Cela amène une autre dif­fi­cul­té, l’absence de finan­ce­ment à dis­po­si­tion des hôpi­taux pour effec­tuer ces tra­duc­tions ou uni­fi­ca­tions. Notre modèle éco­no­mique rému­nère les hôpi­taux lorsqu’ils par­tagent leurs don­nées pour la recherche, et avec ce finan­ce­ment, nous pou­vons ain­si enga­ger le monde hos­pi­ta­lier dans un cercle ver­tueux de col­lecte et de par­tage des données.

“Engager le monde hospitalier
dans un cercle vertueux de collecte et de partage
des données

Comment faire pour éviter que les GAFAM ne s’emparent des données de santé ?
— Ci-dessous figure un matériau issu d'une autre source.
//! A small deterministic PRNG shared by k-means++ sampling and HNSW level
//! assignment.
//!
//! The crate never takes a runtime dependency on the `rand` crate (it stays
//! a dev-dependency for test data generation only); instead we carry the
//! same xorshift64 sequence used for probe diversification in the graph
//! search path, generalized into a reusable type instead of an inlined
//! `AtomicU64` update.

use std::sync::atomic::{AtomicU64, Ordering};
use std::time::{SystemTime, UNIX_EPOCH};

/// A seedable xorshift64 generator.
///
/// Not cryptographically secure; it exists purely to make k-means++ and
/// HNSW level assignment reproducible when a seed is supplied, and
/// reasonably well distributed when one isn't.
pub struct Rng {
    state: AtomicU64,
}

impl Rng {
    /// Creates a generator seeded from `seed`, or from the system clock if
    /// `seed` is `None`.
    #[must_use]
    pub fn new(seed: Option<u64>) -> Self {
        let seed = seed.unwrap_or_else(entropy_seed);
        // xorshift64 requires a nonzero state.
        let state = if seed == 0 { 0x9E37_79B9_7F4A_7C15 } else { seed };
        Self { state: AtomicU64::new(state) }
    }

    /// Returns the next raw 64-bit output.
    pub fn next_u64(&self) -> u64 {
        self.state
            .fetch_update(Ordering::Relaxed, Ordering::Relaxed, |mut x| {
                x ^= x << 13;
                x ^= x >> 7;
                x ^= x << 17;
                Some(x)
            })
            .unwrap_or(0)
    }

    /// Returns a uniform `f64` in `(0, 1]` — never exactly `0.0`, which
    /// matters for callers taking its logarithm (HNSW level assignment).
    pub fn next_open01(&self) -> f64 {
        // Top 53 bits give full f64 mantissa precision; add 1 to the
        // numerator so the result is never exactly zero.
        let bits = self.next_u64() >> 11;
        (bits as f64 + 1.0) / ((1u64 << 53) as f64 + 1.0)
    }

    /// Returns a uniform index in `[0, bound)`. Returns `0` if `bound == 0`.
    pub fn next_below(&self, bound: usize) -> usize {
        if bound == 0 {
            return 0;
        }
        (self.next_u64() % bound as u64) as usize
    }
}

fn entropy_seed() -> u64 {
    SystemTime::now()
        .duration_since(UNIX_EPOCH)
        .map(|d| d.as_nanos() as u64)
        .unwrap_or(0x1234_5678_9ABC_DEF0)
        ^ (&AtomicU64::new(0) as *const AtomicU64 as u64)
}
La meilleure solu­tion est de redon­ner au patient le contrôle sur ses don­nées de san­té, ce que le RGPD per­met de faire, et d’apporter une pla­te­forme qui remet dans les mains du patient le contrôle de ses don­nées, et garan­tit que les échanges sont conformes au consen­te­ment du patient, ce qu’Embleema per­met ! Après tout, vos don­nées de san­té sont tout aus­si impor­tantes que votre patri­moine, vous exi­gez de votre banque que vous puis­siez auto­ri­ser ou non chaque tran­sac­tion et ayez la garan­tie que chaque tran­sac­tion est légitime.

De plus en plus d’X se lancent dans l’e‑santé. Pourquoi ?

La san­té garde un petit temps de retard sur l’application des tech­no­lo­gies par rap­port aux autres indus­tries, d’où la pré­sence de peu d’ingénieurs dans le domaine. Mais avec la prise de conscience de l’importance des don­nées de san­té pour déli­vrer de meilleurs soins et accé­lé­rer la recherche, le déve­lop­pe­ment de la san­té numé­rique, il y a un grand besoin de bio-infor­ma­ti­ciens, de data scien­tists, de sta­tis­ti­ciens, et les X, par leur capa­ci­té à com­bi­ner plu­sieurs savoirs scien­ti­fiques, ont la for­ma­tion par­faite pour faire la dif­fé­rence. Et dans notre domaine, faire la dif­fé­rence signi­fie sau­ver des vies, ce qui donne un enjeu tout par­ti­cu­lier et très gra­ti­fiant dans notre tra­vail de tous les jours.